Déclarant avoir été victime de violences verbales et physiques commises par le gérant de la société qui l’employait, un salarié produit en justice un enregistrement audio effectué à l’insu de celui-ci. Invoquant un procédé déloyal, le gérant conteste la recevabilité de cet enregistrement à titre de preuve.
La Cour de cassation juge cette preuve recevable en se fondant sur l'argumentation suivante.
Le droit à la preuve peut justifier la production d'éléments portant atteinte à la vie privée à la condition que cette production soit indispensable à l'exercice de ce droit et que l'atteinte soit proportionnée au but poursuivi.
La cour d'appel de Paris avait relevé que, au moment des faits, trois collègues de travail de la victime ainsi qu'une personne, cliente de l'entreprise et associée avec le gérant dans une autre société, étaient présents sur les lieux ; au regard des liens de subordination unissant les premiers avec l'employeur et du lien économique de la seconde avec le gérant, la victime pouvait légitimement douter qu'elle pourrait se reposer sur leur témoignage. L'altercation enregistrée était intervenue au sein de la société dans un lieu ouvert au public, au vu et au su de tous. La victime s'était bornée à produire un enregistrement limité à la séquence des violences qu'elle indiquait avoir subies et n'avait fait procéder au constat de la teneur de cet enregistrement par un huissier de justice que pour contrecarrer la contestation de l'employeur quant à l'existence de l'altercation verbale et physique.
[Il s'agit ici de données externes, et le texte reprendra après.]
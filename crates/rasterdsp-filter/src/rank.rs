//! Rank order filtering
//!
//! The median filter replaces each pixel with the middle element of its
//! sorted window. Colors are ordered by their packed RGB value, so on
//! grayscale material the order is the gray level itself.

use rasterdsp_core::{BitmapMut, Rect, Rgba};

use crate::error::{FilterError, FilterResult};

/// Selection bounding box, or the whole image without a selection.
fn work_area(bitmap: &BitmapMut) -> Rect {
    bitmap.selection_box().unwrap_or_else(|| bitmap.bounds())
}

#[inline]
fn pack_key(c: Rgba) -> u32 {
    u32::from(c.red) << 16 | u32::from(c.green) << 8 | u32::from(c.blue)
}

/// Replace every pixel with the median color of its window.
///
/// The window spans offsets `-size/2 .. size - size/2` (asymmetric for
/// even sizes); out-of-bounds samples are left out of the ranking.
/// Isolated speckles vanish while hard edges come through unblurred,
/// which is the usual reason to prefer this over [`mean`].
///
/// [`mean`]: crate::convolve::mean
///
/// # Arguments
///
/// * `bitmap` - Image to filter, any depth
/// * `size` - Window side length, at least 1
///
/// # Errors
///
/// Returns [`FilterError::InvalidParameters`] when `size` is 0.
pub fn median(bitmap: &mut BitmapMut, size: u32) -> FilterResult<()> {
    if size == 0 {
        return Err(FilterError::InvalidParameters(
            "window size must be at least 1".into(),
        ));
    }
    let area = work_area(bitmap);
    if area.is_empty() {
        return Ok(());
    }
    let k2 = (size / 2) as i32;
    let kmax = size as i32 - k2;
    let src = bitmap.as_bitmap();
    let mut window = Vec::with_capacity((size * size) as usize);

    for y in area.y..area.bottom() {
        for x in area.x..area.right() {
            if !bitmap.is_inside_selection(x, y) {
                continue;
            }
            window.clear();
            for j in -k2..kmax {
                for k in -k2..kmax {
                    if !src.is_inside(x + j, y + k) {
                        continue;
                    }
                    window.push(pack_key(
                        src.pixel_color_unchecked((x + j) as u32, (y + k) as u32),
                    ));
                }
            }
            // the center sample keeps the window nonempty
            window.sort_unstable();
            let mid = window[window.len() / 2];
            let out = Rgba::rgb((mid >> 16) as u8, (mid >> 8) as u8, mid as u8);
            bitmap.set_pixel_color_unchecked(x as u32, y as u32, out, false);
        }
    }
    Ok(())
}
La cour d'appel avait ainsi recherché si l’utilisation de l’enregistrement de propos, réalisé à l’insu de leur auteur, portait atteinte au caractère équitable de la procédure dans son ensemble, en mettant en balance le droit au respect de la vie privée du dirigeant de la société employeur et le droit à la preuve de la victime ; elle avait pu en déduire que la production de cette preuve était indispensable à l’exercice par la victime de son droit à voir reconnaître tant le caractère professionnel de l’accident résultant de cette altercation que la faute inexcusable de son employeur à l’origine de celle-ci, et que l’atteinte portée à la vie privée du dirigeant était strictement proportionnée au but poursuivi d’établir la réalité des violences subies par elle et contestées par l’employeur.
A noter :
Opérant un revirement de jurisprudence, l'assemblée plénière de la Cour de cassation a jugé récemment que, dans un procès civil, l’illicéité ou la déloyauté dans l’obtention ou la production d’une preuve ne conduit pas nécessairement à l’écarter des débats ; le juge doit apprécier si une telle preuve porte une atteinte au caractère équitable de la procédure dans son ensemble, en mettant en balance le droit à la preuve et les droits antinomiques en présence, le droit à la preuve pouvant justifier la production d’éléments portant atteinte à d’autres droits, à condition que cette production soit indispensable à son exercice et que l’atteinte soit strictement proportionnée au but poursuivi (Cass. ass. plén. 22-12-2023 n° 20-20.648 BR : BRDA 3/24 inf. 25).
La deuxième chambre civile de la Cour de cassation confirme cette solution dans l'arrêt commenté. Elle rejoint ainsi la chambre sociale qui a déjà mis en application cette mise en balance des intérêts (Cass. soc. 17-1-2024 n° 22-17.474 F-B : RJS 3/24 n° 138 ; Cass. soc. 14-2-2024 n° 22-23.073 F-B : RJS 4/24 n° 197).